'''
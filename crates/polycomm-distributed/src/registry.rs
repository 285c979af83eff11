//! Backend Registry - Model Selection by Name
//!
//! Maps model and backend names to the constructors of a
//! [`ComputationModel`] implementation, so callers can choose a backend at
//! run time and hold the result as `Box<dyn ComputationModel>`.
//!
//! # Example
//! ```rust
//! use polycomm_distributed::{BackendOptions, BackendRegistry, ComputationModel};
//!
//! let registry = BackendRegistry::with_defaults();
//! let model = registry.create("threaded", &BackendOptions::new()).unwrap();
//! assert_eq!(model.world_size(), 1);
//! assert_eq!(registry.from_context().unwrap().name(), "serial");
//! ```
//!
//! @version 0.1.0
//! @author `Polycomm` Development Team

use polycomm_core::{Error, Result};

use crate::config::{BackendOptions, SpawnConfig};
use crate::model::{ComputationModel, WorkerFn};
use crate::serial::{SerialModel, SERIAL};
use crate::threaded::ThreadedModel;

// =============================================================================
// Entries
// =============================================================================

type CreateFn = fn(&str, &BackendOptions) -> Result<Box<dyn ComputationModel>>;
type ContextFn = fn() -> Result<Option<Box<dyn ComputationModel>>>;
type SpawnFn = fn(&str, &SpawnConfig, WorkerFn) -> Result<()>;

#[derive(Clone, Copy)]
struct Entry {
    name: &'static str,
    backends: &'static [&'static str],
    create: CreateFn,
    from_context: ContextFn,
    spawn: SpawnFn,
}

impl Entry {
    fn of<M: ComputationModel + 'static>() -> Self {
        Self {
            name: M::model_name(),
            backends: M::available_backends(),
            create: |backend, options| {
                M::create_from_backend(backend, options).map(|m| Box::new(m) as Box<dyn ComputationModel>)
            },
            from_context: || {
                M::create_from_context().map(|m| m.map(|m| Box::new(m) as Box<dyn ComputationModel>))
            },
            spawn: M::spawn,
        }
    }
}

impl core::fmt::Debug for Entry {
    fn fmt(&self, f: &mut core::fmt::Formatter<'_>) -> core::fmt::Result {
        f.debug_struct("Entry")
            .field("name", &self.name)
            .field("backends", &self.backends)
            .finish_non_exhaustive()
    }
}

// =============================================================================
// BackendRegistry
// =============================================================================

/// Registered computation models, in registration order.
#[derive(Debug, Clone, Default)]
pub struct BackendRegistry {
    entries: Vec<Entry>,
}

impl BackendRegistry {
    /// Creates an empty registry.
    #[must_use]
    pub fn new() -> Self {
        Self::default()
    }

    /// Creates a registry with the `serial` and `threaded` models.
    #[must_use]
    pub fn with_defaults() -> Self {
        let mut registry = Self::new();
        registry.register::<SerialModel>();
        registry.register::<ThreadedModel>();
        registry
    }

    /// Registers a model, replacing any model with the same name.
    pub fn register<M: ComputationModel + 'static>(&mut self) -> &mut Self {
        let entry = Entry::of::<M>();
        tracing::debug!(model = entry.name, backends = ?entry.backends, "registered model");
        match self.entries.iter_mut().find(|e| e.name == entry.name) {
            Some(existing) => *existing = entry,
            None => self.entries.push(entry),
        }
        self
    }

    /// Registered model names.
    #[must_use]
    pub fn names(&self) -> Vec<&'static str> {
        self.entries.iter().map(|e| e.name).collect()
    }

    /// Every backend name some registered model accepts.
    #[must_use]
    pub fn backends(&self) -> Vec<&'static str> {
        self.entries.iter().flat_map(|e| e.backends.iter().copied()).collect()
    }

    /// Returns true if `name` is a registered model or backend.
    #[must_use]
    pub fn contains(&self, name: &str) -> bool {
        self.resolve(name).is_ok()
    }

    /// Finds the entry for a model or backend name, and the backend name to
    /// pass to it.
    fn resolve<'a>(&self, name: &'a str) -> Result<(Entry, &'a str)> {
        if let Some(entry) = self.entries.iter().find(|e| e.name == name) {
            let backend = entry.backends.first().copied().unwrap_or(name);
            return Ok((*entry, backend));
        }
        self.entries
            .iter()
            .find(|e| e.backends.contains(&name))
            .map(|entry| (*entry, name))
            .ok_or_else(|| Error::UnknownBackend {
                name: name.to_string(),
            })
    }

    /// Starts the named model or backend.
    pub fn create(&self, name: &str, options: &BackendOptions) -> Result<Box<dyn ComputationModel>> {
        let (entry, backend) = self.resolve(name)?;
        tracing::debug!(model = entry.name, backend, "creating model");
        (entry.create)(backend, options)
    }

    /// Adopts the first existing context a non-serial model recognizes,
    /// falling back to a serial model.
    pub fn from_context(&self) -> Result<Box<dyn ComputationModel>> {
        for entry in self.entries.iter().filter(|e| e.name != SERIAL) {
            if let Some(model) = (entry.from_context)()? {
                tracing::debug!(model = entry.name, rank = model.rank(), "adopted existing context");
                return Ok(model);
            }
        }
        Ok(Box::new(SerialModel::new()))
    }

    /// Launches workers under the named model or backend.
    pub fn spawn(&self, name: &str, config: &SpawnConfig, entry: WorkerFn) -> Result<()> {
        let (model, backend) = self.resolve(name)?;
        (model.spawn)(backend, config, entry)
    }
}

// =============================================================================
// Tests
// =============================================================================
'''
Number of lines containing "Creates" in the data: state it and nothing more.

2